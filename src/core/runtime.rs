//! What the core needs from a model runtime.
//!
//! Implementations report failures as `anyhow::Error`; the generator layer
//! maps them onto [`GeneratorError`](super::error::GeneratorError).

use super::device::Device;
use super::params::Parameters;

pub type TokenId = u32;

pub trait ModelRuntime: Send + Sync {
    fn load_tokenizer(&self, checkpoint: &str) -> anyhow::Result<Box<dyn TextTokenizer>>;

    fn load_causal_lm(&self, checkpoint: &str, device: Device) -> anyhow::Result<Box<dyn CausalLm>>;
}

pub trait TextTokenizer: Send + Sync {
    fn encode(&self, text: &str) -> anyhow::Result<Vec<TokenId>>;

    fn decode(&self, tokens: &[TokenId], skip_special_tokens: bool) -> anyhow::Result<String>;

    fn pad_token_id(&self) -> Option<TokenId>;

    fn eos_token_id(&self) -> Option<TokenId>;
}

pub trait CausalLm: Send {
    /// Runs generation and returns the prompt tokens followed by the new ones.
    fn generate(&mut self, input: &[TokenId], params: &Parameters) -> anyhow::Result<Vec<TokenId>>;

    /// Final-layer hidden states, one row per input token.
    fn hidden_states(&mut self, input: &[TokenId]) -> anyhow::Result<Vec<Vec<f32>>>;
}
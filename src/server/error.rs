use axum::{
    extract::rejection::JsonRejection,
    http::StatusCode,
    response::{IntoResponse, Response},
    Json,
};
use serde_json::json;
use thiserror::Error;

use crate::core::GeneratorError;

#[derive(Debug, Error)]
pub enum ApiError {
    #[error(transparent)]
    Generator(#[from] GeneratorError),

    /// The body did not deserialize into the route's request type.
    #[error("{}", .0.body_text())]
    InvalidBody(#[from] JsonRejection),

    #[error("internal error: {0}")]
    Internal(String),
}

impl ApiError {
    pub fn status(&self) -> StatusCode {
        match self {
            ApiError::Generator(GeneratorError::UnknownGenerator(_)) => StatusCode::NOT_FOUND,
            ApiError::Generator(GeneratorError::UnsupportedOperation { .. }) => StatusCode::BAD_REQUEST,
            ApiError::InvalidBody(rejection) => rejection.status(),
            ApiError::Generator(_) | ApiError::Internal(_) => StatusCode::INTERNAL_SERVER_ERROR,
        }
    }

    fn error_type(&self) -> &'static str {
        match self {
            ApiError::Generator(GeneratorError::UnknownGenerator(_)) => "not_found_error",
            ApiError::Generator(GeneratorError::UnsupportedOperation { .. }) | ApiError::InvalidBody(_) => {
                "invalid_request_error"
            }
            _ => "server_error",
        }
    }

    fn code(&self) -> &'static str {
        match self {
            ApiError::Generator(GeneratorError::UnknownGenerator(_)) => "model_not_found",
            ApiError::Generator(GeneratorError::NotLoaded(_)) => "model_not_loaded",
            ApiError::Generator(GeneratorError::BackendInitialization { .. }) => "model_load_failed",
            ApiError::Generator(GeneratorError::UnsupportedOperation { .. }) => "unsupported_operation",
            ApiError::Generator(GeneratorError::Backend(_)) => "generation_failed",
            ApiError::InvalidBody(_) => "invalid_request_body",
            ApiError::Internal(_) => "internal_error",
        }
    }
}

impl IntoResponse for ApiError {
    fn into_response(self) -> Response {
        let status = self.status();
        let message = if status.is_server_error() {
            tracing::error!(error = ?self, "request failed");
            "The server failed to process the request".to_string()
        } else {
            self.to_string()
        };

        let body = json!({
            "error": {
                "message": message,
                "type": self.error_type(),
                "code": self.code(),
            }
        });

        (status, Json(body)).into_response()
    }
}

#[cfg(test)]
mod tests {
    use super::*;

    #[test]
    fn test_status_mapping() {
        let cases = [
            (GeneratorError::UnknownGenerator("x".into()), StatusCode::NOT_FOUND),
            (GeneratorError::NotLoaded("x".into()), StatusCode::INTERNAL_SERVER_ERROR),
            (
                GeneratorError::BackendInitialization {
                    checkpoint: "x".into(),
                    source: anyhow::anyhow!("boom"),
                },
                StatusCode::INTERNAL_SERVER_ERROR,
            ),
            (
                GeneratorError::UnsupportedOperation {
                    operation: "embeddings",
                    checkpoint: "x".into(),
                },
                StatusCode::BAD_REQUEST,
            ),
            (GeneratorError::Backend(anyhow::anyhow!("oom")), StatusCode::INTERNAL_SERVER_ERROR),
        ];

        for (err, status) in cases {
            assert_eq!(err.is_client_error(), status.is_client_error());
            assert_eq!(ApiError::from(err).status(), status);
        }
        assert_eq!(ApiError::Internal("join".into()).status(), StatusCode::INTERNAL_SERVER_ERROR);
    }
}
use super::error::ParseDeviceError;
use std::fmt;
use std::str::FromStr;

#[derive(Debug, Clone, Copy, PartialEq, Eq, Hash, Default)]
pub enum Device {
    #[default]
    Cpu,
    Cuda(usize),
    Metal,
}

impl Device {
    pub fn is_accelerator(&self) -> bool {
        !matches!(self, Device::Cpu)
    }
}

impl FromStr for Device {
    type Err = ParseDeviceError;

    fn from_str(s: &str) -> Result<Self, Self::Err> {
        let lower = s.trim().to_ascii_lowercase();
        match lower.as_str() {
            "cpu" => Ok(Device::Cpu),
            "cuda" | "gpu" => Ok(Device::Cuda(0)),
            "metal" | "mps" => Ok(Device::Metal),
            other => other
                .strip_prefix("cuda:")
                .and_then(|ordinal| ordinal.parse().ok())
                .map(Device::Cuda)
                .ok_or_else(|| ParseDeviceError(s.to_string())),
        }
    }
}

impl fmt::Display for Device {
    fn fmt(&self, f: &mut fmt::Formatter<'_>) -> fmt::Result {
        match self {
            Device::Cpu => write!(f, "cpu"),
            Device::Cuda(ordinal) => write!(f, "cuda:{}", ordinal),
            Device::Metal => write!(f, "metal"),
        }
    }
}
//! Built-in generator names and the checkpoints they serve.

use std::sync::Arc;

use serde_json::json;

use super::{BackendKind, Generator, GeneratorRegistry};
use crate::core::device::Device;
use crate::core::params::{parameters, Parameters};
use crate::core::runtime::ModelRuntime;

pub struct CatalogEntry {
    pub name: &'static str,
    pub kind: BackendKind,
    pub checkpoint: &'static str,
    overrides: fn() -> Parameters,
}

impl CatalogEntry {
    pub fn build(&self, runtime: Arc<dyn ModelRuntime>, device: Device) -> Generator {
        Generator::new(self.kind, self.checkpoint, runtime)
            .with_defaults((self.overrides)())
            .on_device(device)
    }
}

fn no_overrides() -> Parameters {
    Parameters::new()
}

fn codellama_overrides() -> Parameters {
    parameters([("max_new_tokens", json!(100)), ("temperature", json!(0.7))])
}

pub static CATALOG: [CatalogEntry; 5] = [
    CatalogEntry {
        name: "codellama",
        kind: BackendKind::Completion,
        checkpoint: "codellama/CodeLlama-7b-Python-hf",
        overrides: codellama_overrides,
    },
    CatalogEntry {
        name: "deepseekcoder",
        kind: BackendKind::Completion,
        checkpoint: "deepseek-ai/deepseek-coder-6.7b-base",
        overrides: no_overrides,
    },
    CatalogEntry {
        name: "tinystarcoder",
        kind: BackendKind::Completion,
        checkpoint: "bigcode/tiny_starcoder_py",
        overrides: no_overrides,
    },
    CatalogEntry {
        name: "starcoder",
        kind: BackendKind::Pipeline,
        checkpoint: "bigcode/starcoder",
        overrides: no_overrides,
    },
    CatalogEntry {
        name: "qwen",
        kind: BackendKind::Instruct,
        checkpoint: "Qwen/Qwen2.5-Coder-3B-Instruct",
        overrides: no_overrides,
    },
];

pub fn lookup(name: &str) -> Option<&'static CatalogEntry> {
    CATALOG.iter().find(|entry| entry.name == name)
}

/// Registers every catalog entry on `registry`, all sharing `device`.
pub fn register_all(registry: &GeneratorRegistry, runtime: Arc<dyn ModelRuntime>, device: Device) {
    for entry in &CATALOG {
        registry.register(entry.name, entry.build(runtime.clone(), device));
    }
}
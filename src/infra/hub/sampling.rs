use candle_transformers::generation::{LogitsProcessor, Sampling};

use crate::core::params::{as_usize, Parameters};
use crate::core::runtime::TokenId;

pub const DEFAULT_MAX_NEW_TOKENS: usize = 50;
pub const DEFAULT_SEED: u64 = 299792458;

/// Generation options read out of a normalized parameter map.
#[derive(Debug, Clone, PartialEq)]
pub struct GenerationOptions {
    pub max_new_tokens: usize,
    pub do_sample: bool,
    pub temperature: f64,
    pub top_p: Option<f64>,
    pub top_k: Option<usize>,
    pub repetition_penalty: f32,
    pub seed: u64,
    pub eos_token_id: Option<TokenId>,
}

impl Default for GenerationOptions {
    fn default() -> Self {
        Self {
            max_new_tokens: DEFAULT_MAX_NEW_TOKENS,
            do_sample: false,
            temperature: 1.0,
            top_p: None,
            top_k: None,
            repetition_penalty: 1.0,
            seed: DEFAULT_SEED,
            eos_token_id: None,
        }
    }
}

impl GenerationOptions {
    /// Unknown keys are ignored, as are values of the wrong type.
    pub fn from_params(params: &Parameters, eos_token_id: Option<TokenId>) -> Self {
        let mut opts = Self {
            eos_token_id,
            ..Self::default()
        };

        if let Some(n) = params.get("max_new_tokens").and_then(as_usize) {
            opts.max_new_tokens = n;
        }
        if let Some(b) = params.get("do_sample").and_then(|v| v.as_bool()) {
            opts.do_sample = b;
        }
        if let Some(t) = params.get("temperature").and_then(|v| v.as_f64()) {
            opts.temperature = t;
        }
        if let Some(p) = params.get("top_p").and_then(|v| v.as_f64()) {
            opts.top_p = Some(p);
        }
        if let Some(k) = params.get("top_k").and_then(as_usize) {
            opts.top_k = Some(k);
        }
        if let Some(r) = params.get("repetition_penalty").and_then(|v| v.as_f64()) {
            opts.repetition_penalty = r as f32;
        }
        if let Some(s) = params.get("seed").and_then(|v| v.as_u64()) {
            opts.seed = s;
        }
        if let Some(id) = params
            .get("eos_token_id")
            .and_then(|v| v.as_u64())
            .and_then(|id| TokenId::try_from(id).ok())
        {
            opts.eos_token_id = Some(id);
        }

        opts
    }

    pub fn sampling(&self) -> Sampling {
        if !self.do_sample || self.temperature <= 0.0 {
            return Sampling::ArgMax;
        }

        let temperature = self.temperature;
        // top_p >= 1.0 keeps the whole distribution.
        let top_p = self.top_p.filter(|p| *p > 0.0 && *p < 1.0);
        let top_k = self.top_k.filter(|k| *k > 0);

        match (top_k, top_p) {
            (None, None) => Sampling::All { temperature },
            (Some(k), None) => Sampling::TopK { k, temperature },
            (None, Some(p)) => Sampling::TopP { p, temperature },
            (Some(k), Some(p)) => Sampling::TopKThenTopP { k, p, temperature },
        }
    }

    pub fn logits_processor(&self) -> LogitsProcessor {
        LogitsProcessor::from_sampling(self.seed, self.sampling())
    }

    pub fn is_eos(&self, token: TokenId) -> bool {
        self.eos_token_id == Some(token)
    }
}

#[cfg(test)]
mod tests {
    use super::*;
    use crate::core::params::parameters;
    use serde_json::json;

    #[test]
    fn test_from_params() {
        let params = parameters([
            ("max_new_tokens", json!(100)),
            ("temperature", json!(0.7)),
            ("top_p", json!(0.9)),
            ("do_sample", json!(true)),
            ("pad_token_id", json!(0)),
            ("repetition_penalty", json!(1.1)),
        ]);

        let opts = GenerationOptions::from_params(&params, Some(2));

        assert_eq!(opts.max_new_tokens, 100);
        assert!(opts.do_sample);
        assert_eq!(opts.temperature, 0.7);
        assert_eq!(opts.top_p, Some(0.9));
        assert_eq!(opts.top_k, None);
        assert!((opts.repetition_penalty - 1.1).abs() < 1e-6);
        assert!(opts.is_eos(2));
    }

    #[test]
    fn test_wrong_types_are_ignored() {
        let params = parameters([("max_new_tokens", json!("lots")), ("do_sample", json!(1))]);
        assert_eq!(
            GenerationOptions::from_params(&params, None),
            GenerationOptions::default()
        );
    }

    #[test]
    fn test_explicit_eos_overrides_tokenizer() {
        let params = parameters([("eos_token_id", json!(7))]);
        let opts = GenerationOptions::from_params(&params, Some(2));
        assert!(opts.is_eos(7));
        assert!(!opts.is_eos(2));
    }

    #[test]
    fn test_sampling_selection() {
        let greedy = GenerationOptions::default();
        assert!(matches!(greedy.sampling(), Sampling::ArgMax));

        let mut opts = GenerationOptions {
            do_sample: true,
            temperature: 0.8,
            ..Default::default()
        };
        assert!(matches!(opts.sampling(), Sampling::All { .. }));

        opts.top_p = Some(1.0);
        assert!(matches!(opts.sampling(), Sampling::All { .. }));

        opts.top_p = Some(0.9);
        assert!(matches!(opts.sampling(), Sampling::TopP { .. }));

        opts.top_k = Some(40);
        assert!(matches!(opts.sampling(), Sampling::TopKThenTopP { k: 40, .. }));

        opts.temperature = 0.0;
        assert!(matches!(opts.sampling(), Sampling::ArgMax));
    }
}
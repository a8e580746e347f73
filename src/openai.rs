//! OpenAI-compatible request and response bodies.

use chrono::Utc;
use serde::{Deserialize, Serialize};
use serde_json::{json, Value};

use crate::core::params::{parameters, Parameters};
use crate::template::ChatTurn;

fn default_completion_max_tokens() -> usize {
    100
}

fn default_chat_max_tokens() -> usize {
    512
}

fn default_temperature() -> f64 {
    0.7
}

fn default_top_p() -> f64 {
    1.0
}

#[derive(Debug, Deserialize, Serialize)]
pub struct CompletionRequest {
    pub model: String,
    pub prompt: String,
    #[serde(default = "default_completion_max_tokens")]
    pub max_tokens: usize,
    #[serde(default = "default_temperature")]
    pub temperature: f64,
    #[serde(default = "default_top_p")]
    pub top_p: f64,
}

impl CompletionRequest {
    pub fn parameters(&self) -> Parameters {
        parameters([
            ("max_new_tokens", json!(self.max_tokens)),
            ("temperature", json!(self.temperature)),
            ("top_p", json!(self.top_p)),
        ])
    }
}

#[derive(Debug, Deserialize, Serialize)]
pub struct ChatCompletionRequest {
    pub model: String,
    pub messages: Vec<ChatTurn>,
    /// An explicit `null` falls back to the default temperature.
    #[serde(default)]
    pub temperature: Option<f64>,
    #[serde(default = "default_chat_max_tokens")]
    pub max_tokens: usize,
}

impl ChatCompletionRequest {
    pub fn parameters(&self) -> Parameters {
        parameters([
            ("max_new_tokens", json!(self.max_tokens)),
            ("temperature", json!(self.temperature.unwrap_or_else(default_temperature))),
        ])
    }
}

#[derive(Debug, Serialize, Deserialize, PartialEq)]
pub struct Usage {
    pub prompt_tokens: usize,
    pub completion_tokens: usize,
    pub total_tokens: usize,
}

impl Usage {
    /// Counts whitespace-separated words, not model tokens.
    pub fn from_text(prompt: &str, completion: &str) -> Self {
        let prompt_tokens = prompt.split_whitespace().count();
        let completion_tokens = completion.split_whitespace().count();
        Self {
            prompt_tokens,
            completion_tokens,
            total_tokens: prompt_tokens + completion_tokens,
        }
    }
}

#[derive(Debug, Serialize, Deserialize)]
pub struct CompletionChoice {
    pub text: String,
    pub index: usize,
    pub logprobs: Option<Value>,
    pub finish_reason: Option<String>,
}

#[derive(Debug, Serialize, Deserialize)]
pub struct CompletionResponse {
    pub id: String,
    pub object: String,
    pub created: i64,
    pub model: String,
    pub choices: Vec<CompletionChoice>,
    pub usage: Usage,
}

impl CompletionResponse {
    fn new(id: String, object: &str, model: String, text: String, usage: Usage) -> Self {
        Self {
            id,
            object: object.to_string(),
            created: Utc::now().timestamp(),
            model,
            choices: vec![CompletionChoice {
                text,
                index: 0,
                logprobs: None,
                finish_reason: Some("stop".to_string()),
            }],
            usage,
        }
    }

    pub fn text_completion(model: String, prompt: &str, text: String) -> Self {
        let usage = Usage::from_text(prompt, &text);
        Self::new(
            format!("cmpl-{}", uuid::Uuid::new_v4()),
            "text_completion",
            model,
            text,
            usage,
        )
    }

    /// Chat replies share the completion shape; `prompt` is the flattened
    /// conversation used for usage accounting.
    pub fn chat_completion(model: String, prompt: &str, text: String) -> Self {
        let usage = Usage::from_text(prompt, &text);
        Self::new(
            format!("chatcmpl-{}", uuid::Uuid::new_v4()),
            "chat.completion",
            model,
            text,
            usage,
        )
    }
}

#[derive(Debug, Deserialize, Serialize)]
pub struct EmbeddingRequest {
    pub model: String,
    pub input: String,
}

#[derive(Debug, Serialize, Deserialize)]
pub struct EmbeddingResponse {
    pub model: String,
    pub input: String,
    pub embeddings: Vec<f32>,
}

#[derive(Debug, Serialize, Deserialize)]
pub struct ModelList {
    pub object: String,
    pub data: Vec<ModelData>,
}

#[derive(Debug, Serialize, Deserialize)]
pub struct ModelData {
    pub id: String,
    pub object: String,
    pub created: i64,
    pub owned_by: String,
}

impl ModelList {
    pub fn new<I: IntoIterator<Item = String>>(names: I) -> Self {
        let created = Utc::now().timestamp();
        Self {
            object: "list".to_string(),
            data: names
                .into_iter()
                .map(|id| ModelData {
                    id,
                    object: "model".to_string(),
                    created,
                    owned_by: "mai".to_string(),
                })
                .collect(),
        }
    }
}

/// Body of the deprecated `/api/generate` endpoint.
#[derive(Debug, Deserialize, Serialize)]
pub struct GenerateRequest {
    pub inputs: String,
    #[serde(default)]
    pub parameters: Parameters,
}

pub const GENERATE_DEPRECATION: &str =
    "This endpoint is deprecated and will be removed in a future release. Please migrate to /v1/completions.";

#[derive(Debug, Serialize, Deserialize)]
pub struct GenerateResponse {
    pub generated_text: String,
    pub status: u16,
    pub warning: String,
}

impl GenerateResponse {
    pub fn new(generated_text: String) -> Self {
        Self {
            generated_text,
            status: 200,
            warning: GENERATE_DEPRECATION.to_string(),
        }
    }
}

#[cfg(test)]
mod tests {
    use super::*;

    #[test]
    fn test_usage_counts_words() {
        let usage = Usage::from_text("a b c", "d e");
        assert_eq!(
            usage,
            Usage {
                prompt_tokens: 3,
                completion_tokens: 2,
                total_tokens: 5
            }
        );
    }

    #[test]
    fn test_completion_request_defaults() {
        let req: CompletionRequest =
            serde_json::from_value(json!({"model": "codellama", "prompt": "def"})).unwrap();
        assert_eq!(req.max_tokens, 100);
        assert_eq!(req.temperature, 0.7);
        assert_eq!(req.top_p, 1.0);
        assert_eq!(req.parameters()["max_new_tokens"], json!(100));
    }

    #[test]
    fn test_chat_request_defaults() {
        let req: ChatCompletionRequest = serde_json::from_value(json!({
            "model": "qwen",
            "messages": [{"role": "user", "content": "hi"}]
        }))
        .unwrap();
        assert_eq!(req.max_tokens, 512);
        assert_eq!(req.messages, vec![ChatTurn::user("hi")]);
        assert!(!req.parameters().contains_key("top_p"));
        assert_eq!(req.parameters()["temperature"], json!(0.7));
    }

    #[test]
    fn test_chat_request_null_temperature_uses_default() {
        let req: ChatCompletionRequest = serde_json::from_value(json!({
            "model": "qwen",
            "messages": [],
            "temperature": null
        }))
        .unwrap();
        assert_eq!(req.temperature, None);
        assert_eq!(req.parameters()["temperature"], json!(0.7));

        let req: ChatCompletionRequest =
            serde_json::from_value(json!({"model": "qwen", "messages": [], "temperature": 0.1})).unwrap();
        assert_eq!(req.parameters()["temperature"], json!(0.1));
    }

    #[test]
    fn test_completion_response_shape() {
        let resp = CompletionResponse::text_completion("codellama".into(), "a b c", "d e".into());
        let value = serde_json::to_value(&resp).unwrap();

        assert!(resp.id.starts_with("cmpl-"));
        assert_eq!(value["object"], "text_completion");
        assert_eq!(value["choices"][0]["logprobs"], Value::Null);
        assert_eq!(value["choices"][0]["finish_reason"], "stop");
        assert_eq!(value["usage"]["total_tokens"], 5);

        let chat = CompletionResponse::chat_completion("qwen".into(), "user: hi", "hello".into());
        assert!(chat.id.starts_with("chatcmpl-"));
        assert_eq!(chat.object, "chat.completion");
    }

    #[test]
    fn test_generate_request_parameters_default_empty() {
        let req: GenerateRequest = serde_json::from_value(json!({"inputs": "def f():"})).unwrap();
        assert!(req.parameters.is_empty());
        assert_eq!(GenerateResponse::new(String::new()).status, 200);
    }
}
○ ○ ○ ○ ○
From the records above, pull every line that has the string "ModelRuntime" and copy it.

pub trait ModelRuntime: Send + Sync {
use crate::core::runtime::ModelRuntime;
    pub fn build(&self, runtime: Arc<dyn ModelRuntime>, device: Device) -> Generator {
pub fn register_all(registry: &GeneratorRegistry, runtime: Arc<dyn ModelRuntime>, device: Device) {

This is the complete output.